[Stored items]

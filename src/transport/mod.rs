//! Transports to the MultiFlexi backend.
//!
//! The reconciler talks to MultiFlexi through the [`Transport`] trait. Two
//! implementations exist and one is chosen from configuration at startup:
//! - [`HttpTransport`]: the REST API, authenticated with HTTP basic auth
//! - [`ProcessTransport`]: the `multiflexi-cli` tool, invoked with `--format json`
//!
//! Both map their backend-specific "not found" signalling onto
//! [`Lookup::NotFound`] and every other failure onto a
//! [`crate::error::BackendError`] carrying the backend's message.

mod http;
mod process;

pub use http::HttpTransport;
pub use process::ProcessTransport;

use async_trait::async_trait;
use serde_json::Value;

use crate::config::{ConnectionConfig, TransportKind};
use crate::error::{BackendError, ConfigError, Result};
use crate::resource::{IdentityKey, Record, ResourceKind};

/// Outcome of looking a record up by one identity key.
#[derive(Debug, Clone, PartialEq, Eq)]
pub enum Lookup {
    /// The backend returned a record.
    Found(Record),
    /// The backend reported that no such record exists.
    NotFound,
}

impl Lookup {
    /// Returns the record, if one was found.
    #[must_use]
    pub fn into_record(self) -> Option<Record> {
        match self {
            Self::Found(record) => Some(record),
            Self::NotFound => None,
        }
    }
}

/// Mutating verbs.
#[derive(Debug, Clone, Copy, PartialEq, Eq)]
pub enum Verb {
    /// Create a new record.
    Create,
    /// Update fields of an existing record.
    Update,
    /// Remove an existing record.
    Remove,
}

impl std::fmt::Display for Verb {
    fn fmt(&self, f: &mut std::fmt::Formatter<'_>) -> std::fmt::Result {
        let s = match self {
            Self::Create => "create",
            Self::Update => "update",
            Self::Remove => "remove",
        };
        write!(f, "{s}")
    }
}

/// A create, update or remove call.
#[derive(Debug, Clone, PartialEq, Eq)]
pub struct MutationRequest {
    /// Resource kind.
    pub kind: ResourceKind,
    /// Verb to perform.
    pub verb: Verb,
    /// Identifier of the target record (`None` for create).
    pub target: Option<Value>,
    /// Fields to send.
    pub fields: Record,
}

impl MutationRequest {
    /// Builds a create request.
    #[must_use]
    pub const fn create(kind: ResourceKind, fields: Record) -> Self {
        Self {
            kind,
            verb: Verb::Create,
            target: None,
            fields,
        }
    }

    /// Builds an update request for the record with the given identifier.
    #[must_use]
    pub const fn update(kind: ResourceKind, id: Value, fields: Record) -> Self {
        Self {
            kind,
            verb: Verb::Update,
            target: Some(id),
            fields,
        }
    }

    /// Builds a remove request for the record with the given identifier.
    #[must_use]
    pub fn remove(kind: ResourceKind, id: Value) -> Self {
        Self {
            kind,
            verb: Verb::Remove,
            target: Some(id),
            fields: Record::new(),
        }
    }
}

/// An imperative `multiflexi-cli` command that is not a record mutation,
/// e.g. `queue truncate` or `user:data-erasure approve --request-id 3`.
#[derive(Debug, Clone, PartialEq, Eq)]
pub struct Invocation {
    /// Command words.
    pub command: Vec<String>,
    /// Flags without the leading dashes; `None` values are bare switches.
    pub flags: Vec<(String, Option<String>)>,
}

impl Invocation {
    /// Starts an invocation of the given command words.
    #[must_use]
    pub fn new<I, S>(command: I) -> Self
    where
        I: IntoIterator<Item = S>,
        S: Into<String>,
    {
        Self {
            command: command.into_iter().map(Into::into).collect(),
            flags: Vec::new(),
        }
    }

    /// Adds a flag with a value.
    #[must_use]
    pub fn flag(mut self, name: impl Into<String>, value: impl Into<String>) -> Self {
        self.flags.push((name.into(), Some(value.into())));
        self
    }

    /// Adds a flag with a value when one is present.
    #[must_use]
    pub fn flag_opt(self, name: impl Into<String>, value: Option<impl Into<String>>) -> Self {
        match value {
            Some(v) => self.flag(name, v),
            None => self,
        }
    }

    /// Adds a bare switch when `enabled` is true.
    #[must_use]
    pub fn switch(mut self, name: impl Into<String>, enabled: bool) -> Self {
        if enabled {
            self.flags.push((name.into(), None));
        }
        self
    }
}

impl std::fmt::Display for Invocation {
    fn fmt(&self, f: &mut std::fmt::Formatter<'_>) -> std::fmt::Result {
        write!(f, "{}", self.command.join(" "))?;
        for (name, value) in &self.flags {
            match value {
                Some(v) => write!(f, " --{name} {v}")?,
                None => write!(f, " --{name}")?,
            }
        }
        Ok(())
    }
}

/// Diagnostics level handed to a transport when it is constructed.
#[derive(Debug, Clone, Copy, PartialEq, Eq, PartialOrd, Ord, Default)]
pub enum Verbosity {
    /// Errors only.
    Quiet,
    /// Normal progress messages.
    #[default]
    Normal,
    /// Requests and command lines.
    Debug,
    /// Requests, command lines and raw payloads.
    Trace,
}

impl Verbosity {
    /// Maps a `-v` repetition count to a verbosity.
    #[must_use]
    pub const fn from_count(count: u8) -> Self {
        match count {
            0 => Self::Normal,
            1 => Self::Debug,
            _ => Self::Trace,
        }
    }

    /// Returns the `tracing` filter directive for this level.
    #[must_use]
    pub const fn filter_directive(self) -> &'static str {
        match self {
            Self::Quiet => "error",
            Self::Normal => "info",
            Self::Debug => "debug",
            Self::Trace => "trace",
        }
    }

    /// Returns true if raw request and response payloads should be logged.
    #[must_use]
    pub const fn logs_payloads(self) -> bool {
        matches!(self, Self::Trace)
    }

    /// Returns true if requests and command lines should be logged.
    #[must_use]
    pub const fn logs_requests(self) -> bool {
        matches!(self, Self::Debug | Self::Trace)
    }
}

/// Access to the MultiFlexi backend.
#[cfg_attr(test, mockall::automock)]
#[async_trait]
pub trait Transport: Send + Sync {
    /// Looks a record up by one identity key.
    async fn lookup(&self, kind: ResourceKind, key: &IdentityKey) -> Result<Lookup>;

    /// Lists every record of a kind.
    async fn list(&self, kind: ResourceKind) -> Result<Vec<Record>>;

    /// Performs a create, update or remove call and returns the raw response.
    async fn mutate(&self, request: &MutationRequest) -> Result<Value>;

    /// Runs an imperative command and returns its JSON output.
    async fn invoke(&self, invocation: &Invocation) -> Result<Value>;

    /// Gets the transport name.
    fn name(&self) -> &'static str;
}

#[async_trait]
impl Transport for Box<dyn Transport> {
    async fn lookup(&self, kind: ResourceKind, key: &IdentityKey) -> Result<Lookup> {
        (**self).lookup(kind, key).await
    }

    async fn list(&self, kind: ResourceKind) -> Result<Vec<Record>> {
        (**self).list(kind).await
    }

    async fn mutate(&self, request: &MutationRequest) -> Result<Value> {
        (**self).mutate(request).await
    }

    async fn invoke(&self, invocation: &Invocation) -> Result<Value> {
        (**self).invoke(invocation).await
    }

    fn name(&self) -> &'static str {
        (**self).name()
    }
}

/// Builds the transport selected by the connection settings.
///
/// # Errors
///
/// Returns an error if a setting the transport needs is missing or the HTTP
/// client cannot be created.
pub fn connect(connection: &ConnectionConfig, verbosity: Verbosity) -> Result<Box<dyn Transport>> {
    match connection.transport {
        TransportKind::Http => {
            let api_url = required(connection.api_url.as_deref(), "api_url", "http")?;
            let username = required(connection.username.as_deref(), "username", "http")?;
            let password = required(connection.password.as_deref(), "password", "http")?;
            let transport = HttpTransport::new(api_url, username, password, verbosity)?
                .with_timeout(connection.timeout_secs)?;
            Ok(Box::new(transport))
        }
        TransportKind::Cli => {
            let transport = ProcessTransport::new(&connection.cli_path, verbosity)
                .with_timeout(connection.timeout_secs);
            Ok(Box::new(transport))
        }
    }
}

fn required<'a>(value: Option<&'a str>, setting: &str, transport: &str) -> Result<&'a str> {
    value.filter(|v| !v.is_empty()).ok_or_else(|| {
        ConfigError::MissingConnectionSetting {
            setting: setting.to_string(),
            transport: transport.to_string(),
        }
        .into()
    })
}

/// Returns true if a JSON payload is the backend's "not found" marker.
pub(crate) fn is_not_found_marker(value: &Value) -> bool {
    value
        .get("status")
        .and_then(Value::as_str)
        .is_some_and(|s| {
            let s = s.trim().to_ascii_lowercase();
            s == "not found" || s == "not_found" || s == "notfound"
        })
}

/// Interprets a lookup response body.
///
/// `null`, `{}`, `[]` and the "not found" marker mean absence; an object (or
/// a one-element list wrapping an object) is the record.
pub(crate) fn interpret_lookup(value: Value) -> Result<Lookup> {
    if is_not_found_marker(&value) {
        return Ok(Lookup::NotFound);
    }

    match value {
        Value::Null => Ok(Lookup::NotFound),
        Value::Object(map) if map.is_empty() => Ok(Lookup::NotFound),
        Value::Object(map) => Ok(Lookup::Found(map)),
        Value::Array(items) => match items.into_iter().next() {
            None => Ok(Lookup::NotFound),
            Some(Value::Object(map)) => Ok(Lookup::Found(map)),
            Some(other) => Err(BackendError::invalid_response(format!(
                "expected a record, got {other}"
            ))
            .into()),
        },
        other => Err(BackendError::invalid_response(format!("expected a record, got {other}")).into()),
    }
}

/// Interprets a list response body.
///
/// Accepts a bare list of records or an object wrapping exactly one list.
pub(crate) fn interpret_list(value: Value) -> Result<Vec<Record>> {
    let items = match value {
        Value::Null => return Ok(Vec::new()),
        Value::Array(items) => items,
        Value::Object(map) => {
            let mut lists = map.into_iter().filter_map(|(_, v)| match v {
                Value::Array(items) => Some(items),
                _ => None,
            });
            match (lists.next(), lists.next()) {
                (Some(items), None) => items,
                _ => {
                    return Err(BackendError::invalid_response(
                        "expected a list of records",
                    )
                    .into());
                }
            }
        }
        other => {
            return Err(
                BackendError::invalid_response(format!("expected a list, got {other}")).into(),
            );
        }
    };

    items
        .into_iter()
        .map(|item| match item {
            Value::Object(map) => Ok(map),
            other => Err(BackendError::invalid_response(format!(
                "expected a record in list, got {other}"
            ))
            .into()),
        })
        .collect()
}

/// Parses a raw body as JSON, treating an empty body as `null`.
pub(crate) fn parse_body(body: &str) -> Result<Value> {
    if body.trim().is_empty() {
        return Ok(Value::Null);
    }
    serde_json::from_str(body).map_err(|e| {
        BackendError::invalid_response(format!("malformed JSON ({e}): {}", body.trim())).into()
    })
}

#[cfg(test)]
mod tests {
    use super::*;
    use serde_json::json;

    #[test]
    fn test_not_found_marker() {
        assert!(is_not_found_marker(&json!({ "status": "not found" })));
        assert!(is_not_found_marker(&json!({ "status": "Not Found", "id": 3 })));
        assert!(!is_not_found_marker(&json!({ "status": "active" })));
    }

    #[test]
    fn test_interpret_lookup_variants() {
        assert_eq!(interpret_lookup(Value::Null).ok(), Some(Lookup::NotFound));
        assert_eq!(interpret_lookup(json!([])).ok(), Some(Lookup::NotFound));
        assert_eq!(interpret_lookup(json!({})).ok(), Some(Lookup::NotFound));

        let found = interpret_lookup(json!([{ "id": 1 }])).expect("record");
        assert!(matches!(found, Lookup::Found(ref r) if r.get("id") == Some(&json!(1))));

        assert!(interpret_lookup(json!("oops")).is_err());
    }

    #[test]
    fn test_interpret_list_unwraps_single_collection() {
        let records = interpret_list(json!({ "apps": [{ "id": 1 }, { "id": 2 }] })).expect("list");
        assert_eq!(records.len(), 2);

        assert!(interpret_list(json!({ "a": [], "b": [] })).is_err());
        assert!(interpret_list(json!([1, 2])).is_err());
    }

    #[test]
    fn test_parse_body() {
        assert_eq!(parse_body("  ").ok(), Some(Value::Null));
        assert!(parse_body("<html>").is_err());
    }

    #[test]
    fn test_invocation_display() {
        let invocation = Invocation::new(["user:data-erasure", "process"])
            .flag("request-id", "4")
            .switch("force", true)
            .switch("dry", false);
        assert_eq!(
            invocation.to_string(),
            "user:data-erasure process --request-id 4 --force"
        );
    }

    #[test]
    fn test_verbosity_from_count() {
        assert_eq!(Verbosity::from_count(0), Verbosity::Normal);
        assert_eq!(Verbosity::from_count(1), Verbosity::Debug);
        assert_eq!(Verbosity::from_count(5), Verbosity::Trace);
        assert!(Verbosity::Trace.logs_payloads());
        assert!(!Verbosity::Debug.logs_payloads());
    }
}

• **Problem details**
From the first line of the entries above to the line with "let s = match", please return every line exactly, keeping both ends.

• **Exercise answer**
filename src/transport/mod.rs
//! Transports to the MultiFlexi backend.
//!
//! The reconciler talks to MultiFlexi through the [`Transport`] trait. Two
//! implementations exist and one is chosen from configuration at startup:
//! - [`HttpTransport`]: the REST API, authenticated with HTTP basic auth
//! - [`ProcessTransport`]: the `multiflexi-cli` tool, invoked with `--format json`
//!
//! Both map their backend-specific "not found" signalling onto
//! [`Lookup::NotFound`] and every other failure onto a
//! [`crate::error::BackendError`] carrying the backend's message.

mod http;
mod process;

pub use http::HttpTransport;
pub use process::ProcessTransport;

use async_trait::async_trait;
use serde_json::Value;

use crate::config::{ConnectionConfig, TransportKind};
use crate::error::{BackendError, ConfigError, Result};
use crate::resource::{IdentityKey, Record, ResourceKind};

/// Outcome of looking a record up by one identity key.
#[derive(Debug, Clone, PartialEq, Eq)]
pub enum Lookup {
    /// The backend returned a record.
    Found(Record),
    /// The backend reported that no such record exists.
    NotFound,
}

impl Lookup {
    /// Returns the record, if one was found.
    #[must_use]
    pub fn into_record(self) -> Option<Record> {
        match self {
            Self::Found(record) => Some(record),
            Self::NotFound => None,
        }
    }
}

/// Mutating verbs.
#[derive(Debug, Clone, Copy, PartialEq, Eq)]
pub enum Verb {
    /// Create a new record.
    Create,
    /// Update fields of an existing record.
    Update,
    /// Remove an existing record.
    Remove,
}

impl std::fmt::Display for Verb {
    fn fmt(&self, f: &mut std::fmt::Formatter<'_>) -> std::fmt::Result {
        let s = match self {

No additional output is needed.